PROBLEM REQUIREMENTS. Transcribe each entry. Change nothing.

ENTRIES SUPPLIED.
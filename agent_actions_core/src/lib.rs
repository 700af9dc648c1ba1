pub mod agent;
pub mod wallet;
pub mod network;
pub mod config;
pub mod logging;
pub mod error;
pub mod schema;
pub mod validate;
pub mod actions;
pub mod provider;
pub mod registry;
pub mod retry;
pub mod tool;
pub mod toolkit;

#[cfg(any(test, feature = "testing"))]
pub mod testing;

pub use actions::{Action, ActionExample, ActionMetadata};
pub use agent::Agent;
pub use config::ActionsConfig;
pub use error::{ConfigError, FieldIssue, RegistrationError, RetryError, ValidationError};
pub use network::Network;
pub use provider::{ActionProvider, StaticProvider};
pub use registry::ActionRegistry;
pub use retry::{retry_with_backoff, retry_with_backoff_if, RetryPolicy};
pub use schema::{Constraint, FieldContract, FieldKind, FieldSpec, UnknownFields};
pub use tool::{Tool, ToolDefinition};
pub use toolkit::Toolkit;
pub use validate::{validate, ParsedArgs};
pub use wallet::{KeypairWallet, Wallet};

/// Convenience helper to assemble a toolkit from config and providers.
/// Providers are registered in the order given; startup should abort on error.
pub fn build_toolkit(
    config: &ActionsConfig,
    wallet: std::sync::Arc<dyn Wallet>,
    providers: &[std::sync::Arc<dyn ActionProvider>],
) -> Result<Toolkit, RegistrationError> {
    let agent = std::sync::Arc::new(Agent::from_config(wallet, config));
    Toolkit::from_providers(providers, agent)
}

WRITTEN SOLUTION.
filename agent_actions_core/src/lib.rs
repository 700af9dc648c1ba1
pub mod agent;
pub mod wallet;
pub mod network;
pub mod config;
pub mod logging;
pub mod error;
pub mod schema;
pub mod validate;
pub mod actions;
pub mod provider;
pub mod registry;
pub mod retry;
pub mod tool;
pub mod toolkit;

#[cfg(any(test, feature = "testing"))]
pub mod testing;

pub use actions::{Action, ActionExample, ActionMetadata};
pub use agent::Agent;
pub use config::ActionsConfig;
pub use error::{ConfigError, FieldIssue, RegistrationError, RetryError, ValidationError};
pub use network::Network;
pub use provider::{ActionProvider, StaticProvider};
pub use registry::ActionRegistry;
pub use retry::{retry_with_backoff, retry_with_backoff_if, RetryPolicy};
pub use schema::{Constraint, FieldContract, FieldKind, FieldSpec, UnknownFields};
pub use tool::{Tool, ToolDefinition};
pub use toolkit::Toolkit;
pub use validate::{validate, ParsedArgs};
pub use wallet::{KeypairWallet, Wallet};

/// Convenience helper to assemble a toolkit from config and providers.
/// Providers are registered in the order given; startup should abort on error.
pub fn build_toolkit(
    config: &ActionsConfig,
    wallet: std::sync::Arc<dyn Wallet>,
    providers: &[std::sync::Arc<dyn ActionProvider>],
) -> Result<Toolkit, RegistrationError> {
    let agent = std::sync::Arc::new(Agent::from_config(wallet, config));
    Toolkit::from_providers(providers, agent)
}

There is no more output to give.